So the results looks very good, 100% fixes after the initial acquire and through all the cycle slips. But how do we know the positions are all correct? In the earlier data sets, I mounted both receivers on a single rover which forced the solution to be a circle of fixed radius. In that case any point that fell off the circle must be an error and was quite easily spotted. In this case, verifying the data is more difficult because we don’t know what the correct solution is. I don’t think there is any one easy answer to this question, but there are some things we can do to gain confidence in the results. If we run the solution with different input configurations and different sets of satellites and get the same answer, that helps. Sometimes errors are more obvious in the vertical component since it tends to be more constrained. For example, if you drive in circles and the starting point varies by 10 cm in the x or y direction that could be normal variation, but if you end up 10 cm deeper every circle something is probably wrong.

The best single test I was able to come up with is to compare two solutions, one with ambiguity resolution mode set to fix-and-hold and the other with it set to continuous. In continuous AR mode, fixes are much more independent of each other since there is no direct input to the kalman filter from the result of the fixes. That is not true of fix-and-hold, which feeds information from the previous fix into the kalman filter to help find subsequent fixes. In general, most problems with erroneous fixes occur when fix-and-hold is enabled. So the goal won’t be to prove the position is correct, only that fixes are validated as reliably with fix-and-hold enabled as they are with continuous AR mode.

RTKPLOT has a nice feature that makes this comparison quite easy. After running both solutions and then opening them as solution 1 and solution 2 in RTKPLOT, you can then plot the difference using the ‘1-2’ button in the top left of the GUI.

For this particular instance, to make the two runs even more independent and to validate my code changes, I ran the continuous AR case using the original RTKLIB code and configuration without any of my modifications (except enabling dynamics), and ran the fix-and-hold case with my demo3 code and configuration file with the extended fix-and-hold enabled for both GPS and GLONASS satellites.

Below on the left is the continuous AR solution. It finds fixes quite easily while the rover is stationary but after the rover starts moving and cycle slips start occurring it has more trouble and gradually drifts off, getting fewer and fewer fixes. The plot on the right below shows the difference between the two solutions. The green indicates where both solutions had fixes, and the yellow where one or both were not fixed.

argeles2

As you can see, every time both solutions get a fix, they differ by less than a couple centimeters in the x and y directions and a little more in the z direction. These are usually quite acceptable and too small to be caused by invalid fixes since one cycle is about 20 cm. We can not directly confirm the positions for which the continuous AR mode did not get fixes but based on the continuity of the points in between they are most likely correct as well.  So, at least for this data set I believe the fix-and-hold has reliably given us the correct position.

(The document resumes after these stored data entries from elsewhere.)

//! Note creation and positioning.

mod helpers;

use chrono::Utc;

use arbor_core::{
    Attribute, AttributeType, BranchId, Error, NoteId, NoteType, TreeEvent,
};
use arbor_tree::NewNote;

use helpers::{locked, start_time, unlocked, Harness};

#[tokio::test]
async fn test_children_are_appended_in_steps_of_ten() {
    let h = Harness::new().await;
    let root = NoteId::root();

    let (_, first) = h.text_note(&root, "First", "").await;
    let (_, second) = h.text_note(&root, "Second", "").await;
    let (_, third) = h.text_note(&root, "Third", "").await;

    assert_eq!(first.position, 0);
    assert_eq!(second.position, 10);
    assert_eq!(third.position, 20);
}

#[tokio::test]
async fn test_explicit_position_and_branch_options() {
    let h = Harness::new().await;
    let (note, branch) = h
        .tree
        .create_note(
            NewNote::new("root", "Projects", NoteType::Book)
                .with_position(55)
                .with_prefix("2024")
                .expanded(),
            &unlocked(),
        )
        .await
        .unwrap();

    assert_eq!(branch.position, 55);
    assert_eq!(branch.prefix.as_deref(), Some("2024"));
    assert!(branch.is_expanded);
    assert_eq!(note.mime, "");
    assert_eq!(h.branch(&branch.id).await, branch);
}

#[tokio::test]
async fn test_mime_follows_type() {
    let h = Harness::new().await;
    let create = |note_type| NewNote::new("root", "n", note_type);

    let (text, _) = h.tree.create_note(create(NoteType::Text), &unlocked()).await.unwrap();
    let (code, _) = h.tree.create_note(create(NoteType::Code), &unlocked()).await.unwrap();
    let (map, _) = h
        .tree
        .create_note(create(NoteType::RelationMap), &unlocked())
        .await
        .unwrap();
    let (js, _) = h
        .tree
        .create_note(
            create(NoteType::Code).with_mime("application/javascript"),
            &unlocked(),
        )
        .await
        .unwrap();

    assert_eq!(text.mime, "text/html");
    assert_eq!(code.mime, "text/plain");
    assert_eq!(map.mime, "application/json");
    assert_eq!(js.mime, "application/javascript");
}

#[tokio::test]
async fn test_file_note_requires_mime() {
    let h = Harness::new().await;

    let err = h
        .tree
        .create_note(NewNote::new("root", "blob", NoteType::File), &unlocked())
        .await
        .unwrap_err();
    assert!(matches!(err, Error::Validation(_)));

    let (pdf, _) = h
        .tree
        .create_note(
            NewNote::new("root", "doc.pdf", NoteType::File).with_mime("application/pdf"),
            &unlocked(),
        )
        .await
        .unwrap();
    assert_eq!(pdf.mime, "application/pdf");
}

#[tokio::test]
async fn test_invalid_params_are_rejected() {
    let h = Harness::new().await;

    let blank = h
        .tree
        .create_note(NewNote::new("root", "   ", NoteType::Text), &unlocked())
        .await;
    assert!(matches!(blank, Err(Error::Validation(_))));

    let orphan = h
        .tree
        .create_note(NewNote::new("missing", "x", NoteType::Text), &unlocked())
        .await;
    assert!(matches!(orphan, Err(Error::Validation(_))));

    let mut untyped = NewNote::new("root", "x", NoteType::Text);
    untyped.note_type = None;
    let untyped = h.tree.create_note(untyped, &unlocked()).await;
    assert!(matches!(untyped, Err(Error::Validation(_))));

    assert_eq!(h.store.write_count(), 0);
}

#[tokio::test]
async fn test_content_is_stored() {
    let h = Harness::new().await;
    let (note, _) = h.text_note(&NoteId::root(), "Hello", "<p>hello</p>").await;

    assert_eq!(note.content_length, 12);
    assert_eq!(
        h.store.raw_note_content(&note.id).await.as_deref(),
        Some("<p>hello</p>")
    );
}

#[tokio::test]
async fn test_child_attributes_are_copied_down() {
    let h = Harness::new().await;
    let (parent, _) = h.text_note(&NoteId::root(), "Journal", "").await;

    let mut template = Attribute::new(
        parent.id.clone(),
        AttributeType::Label,
        "child:template",
        "daily",
        Utc::now(),
    );
    template.position = 7;
    template.is_inheritable = true;
    h.add_attribute(&template).await;
    h.add_attribute(&Attribute::new(
        parent.id.clone(),
        AttributeType::Label,
        "color",
        "blue",
        Utc::now(),
    ))
    .await;

    let (child, _) = h.text_note(&parent.id, "Monday", "").await;
    let attributes = h.live_attributes_of(&child.id).await;

    assert_eq!(attributes.len(), 1);
    assert_eq!(attributes[0].name, "template");
    assert_eq!(attributes[0].value, "daily");
    assert_eq!(attributes[0].position, 7);
    assert!(attributes[0].is_inheritable);
    assert_eq!(attributes[0].attribute_type, AttributeType::Label);
}

#[tokio::test]
async fn test_creation_events() {
    let h = Harness::new().await;
    let mut rx = h.events.subscribe();

    let (note, _) = h.text_note(&NoteId::root(), "Inbox", "").await;

    let created = rx.recv().await.unwrap();
    assert_eq!(
        created.payload,
        TreeEvent::ChildNoteCreated {
            child_note_id: note.id.clone(),
            parent_note_id: NoteId::root(),
        }
    );
    assert_eq!(created.occurred_at, start_time());
    assert_eq!(
        rx.recv().await.unwrap().payload,
        TreeEvent::NoteTitleChanged {
            note_id: note.id.clone(),
            title: "Inbox".into(),
        }
    );
}

#[tokio::test]
async fn test_after_target_shifts_following_siblings() {
    let h = Harness::new().await;
    let root = NoteId::root();
    let (_, before) = h
        .tree
        .create_note(
            NewNote::new(root.clone(), "A", NoteType::Text).with_position(10),
            &unlocked(),
        )
        .await
        .unwrap();
    let (_, reference) = h
        .tree
        .create_note(
            NewNote::new(root.clone(), "B", NoteType::Text).with_position(20),
            &unlocked(),
        )
        .await
        .unwrap();
    let (_, sibling) = h
        .tree
        .create_note(
            NewNote::new(root.clone(), "C", NoteType::Text).with_position(30),
            &unlocked(),
        )
        .await
        .unwrap();
    let mut rx = h.events.subscribe();

    let (_, inserted) = h
        .tree
        .create_note_with_target(
            "after",
            &reference.id,
            NewNote::new("ignored", "B2", NoteType::Text),
            &unlocked(),
        )
        .await
        .unwrap();

    assert_eq!(inserted.position, 30);
    assert_eq!(inserted.parent_note_id, root);
    assert_eq!(h.branch(&sibling.id).await.position, 40);
    assert_eq!(h.branch(&reference.id).await.position, 20);
    assert_eq!(h.branch(&before.id).await.position, 10);

    let mut saw_reorder = false;
    while let Ok(envelope) = rx.try_recv() {
        if envelope.payload == (TreeEvent::NoteReordered { parent_note_id: root.clone() }) {
            saw_reorder = true;
        }
    }
    assert!(saw_reorder);
}

#[tokio::test]
async fn test_rejected_after_insert_leaves_siblings_in_place() {
    let h = Harness::new().await;
    let root = NoteId::root();
    let (_, reference) = h
        .tree
        .create_note(
            NewNote::new(root.clone(), "B", NoteType::Text).with_position(20),
            &unlocked(),
        )
        .await
        .unwrap();
    let (_, sibling) = h
        .tree
        .create_note(
            NewNote::new(root.clone(), "C", NoteType::Text).with_position(30),
            &unlocked(),
        )
        .await
        .unwrap();
    let writes = h.store.write_count();

    let err = h
        .tree
        .create_note_with_target(
            "after",
            &reference.id,
            NewNote::new(root.clone(), "scan.pdf", NoteType::File),
            &unlocked(),
        )
        .await
        .unwrap_err();
    assert!(matches!(err, Error::Validation(_)));
    assert_eq!(h.branch(&sibling.id).await.position, 30);

    let err = h
        .tree
        .create_note_with_target(
            "after",
            &reference.id,
            NewNote::new(root.clone(), "Secret", NoteType::Text).with_protected(true),
            &locked(),
        )
        .await
        .unwrap_err();
    assert!(matches!(err, Error::Unavailable(_)));
    assert_eq!(h.branch(&sibling.id).await.position, 30);
    assert_eq!(h.store.write_count(), writes);
}

#[tokio::test]
async fn test_into_target_uses_parent_from_params() {
    let h = Harness::new().await;
    let (parent, parent_branch) = h.text_note(&NoteId::root(), "Parent", "").await;

    let (_, branch) = h
        .tree
        .create_note_with_target(
            "into",
            &parent_branch.id,
            NewNote::new(parent.id.clone(), "Child", NoteType::Text),
            &unlocked(),
        )
        .await
        .unwrap();
    assert_eq!(branch.parent_note_id, parent.id);
    assert_eq!(branch.position, 0);
}

#[tokio::test]
async fn test_unknown_target_and_reference() {
    let h = Harness::new().await;

    let err = h
        .tree
        .create_note_with_target(
            "before",
            &BranchId::from("root"),
            NewNote::new("root", "x", NoteType::Text),
            &unlocked(),
        )
        .await
        .unwrap_err();
    assert!(matches!(err, Error::Validation(_)));

    let err = h
        .tree
        .create_note_with_target(
            "after",
            &BranchId::from("nope"),
            NewNote::new("root", "x", NoteType::Text),
            &unlocked(),
        )
        .await
        .unwrap_err();
    assert!(matches!(err, Error::BranchNotFound(_)));
}

#[tokio::test]
async fn test_protection_is_inherited_when_unlocked() {
    let h = Harness::new().await;
    let (vault, _) = h
        .tree
        .create_note(
            NewNote::new("root", "Vault", NoteType::Text).with_protected(true),
            &unlocked(),
        )
        .await
        .unwrap();
    assert!(vault.is_protected);

    let (secret, _) = h
        .tree
        .create_note(
            NewNote::new(vault.id.clone(), "Secret", NoteType::Text).with_content("pin 1234"),
            &unlocked(),
        )
        .await
        .unwrap();
    assert!(secret.is_protected);

    let raw = h.store.raw_note_content(&secret.id).await.unwrap();
    assert_ne!(raw, "pin 1234");
    assert_eq!(secret.content_length, 8);
}

#[tokio::test]
async fn test_protected_creation_while_locked_fails() {
    let h = Harness::new().await;

    let err = h
        .tree
        .create_note(
            NewNote::new("root", "Secret", NoteType::Text).with_protected(true),
            &locked(),
        )
        .await
        .unwrap_err();
    assert!(matches!(err, Error::Unavailable(_)));

    let (plain, _) = h
        .tree
        .create_note(NewNote::new("root", "Plain", NoteType::Text), &locked())
        .await
        .unwrap();
    assert!(!plain.is_protected);
}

What happens with this test if there are erroneous positions in the fix-and-hold data? On the left below is an example of another fix-and-hold solution of the same data set. Although this one also has 100% fix after the initial acquire, it is definitely incorrect. You can see after six passes on the road, the car is now half a meter higher than it started! Comparing it with the same continuous AR case as above gives the plot on the left, where it is even more obvious that it is not correct since the green dots are all significantly distant from zero.

argeles3

I was able to create the incorrect solution above simply by delaying the starting point of the solution from the beginning of the data where the car was stationary and there were no cycle slips, to a point later in time where the car was moving and there were numerous cycle slips. You can see in the above plots that the solution starts at 7:16, where previously it started at 7:00. There is nothing magic about 7:16, I just moved the starting point around until I found a point where it broke the solution.

This brings up a very important point. Fix-and-hold is always going to be most vulnerable to error before it has acquired its first fix. There are things we can do to reduce this vulnerability but that will always be its weakest point. For that reason, I believe it is essential when using fix-and-hold, at least in it’s current state, to start it only on clean data where the rover is stationary and the skies are unobstructed. This would normally be done by turning the receivers on and leaving them in a fixed, open-sky position for some amount of time before letting the rover move. How long this is will depend on the quality of the antennas, whether GLONASS satellites are enabled, etc. If the data was being processed real-time, it would be easy to use an LED to indicate when fix-and-hold has locked to the data. I imagine some people are already doing this.

I’ve added this data and the configuration file I used with it to my library of data sets available here in the argeles_car folder in case anyone else wants to experiment with it.

Fix-and-Hold extended to GLONASS and SBAS

I have just added a demo3  branch to my GitHub repository with a couple of new features.  The first is an extension of the fix-and-hold feature to enable ambiguity resolution for the GLONASS and SBAS satellites. This is what I will discuss in this post. I have also added a ambiguity resolution filter to prevent misbehaving satellites from being added to the set of satellites used for AR but I will leave that to a future post.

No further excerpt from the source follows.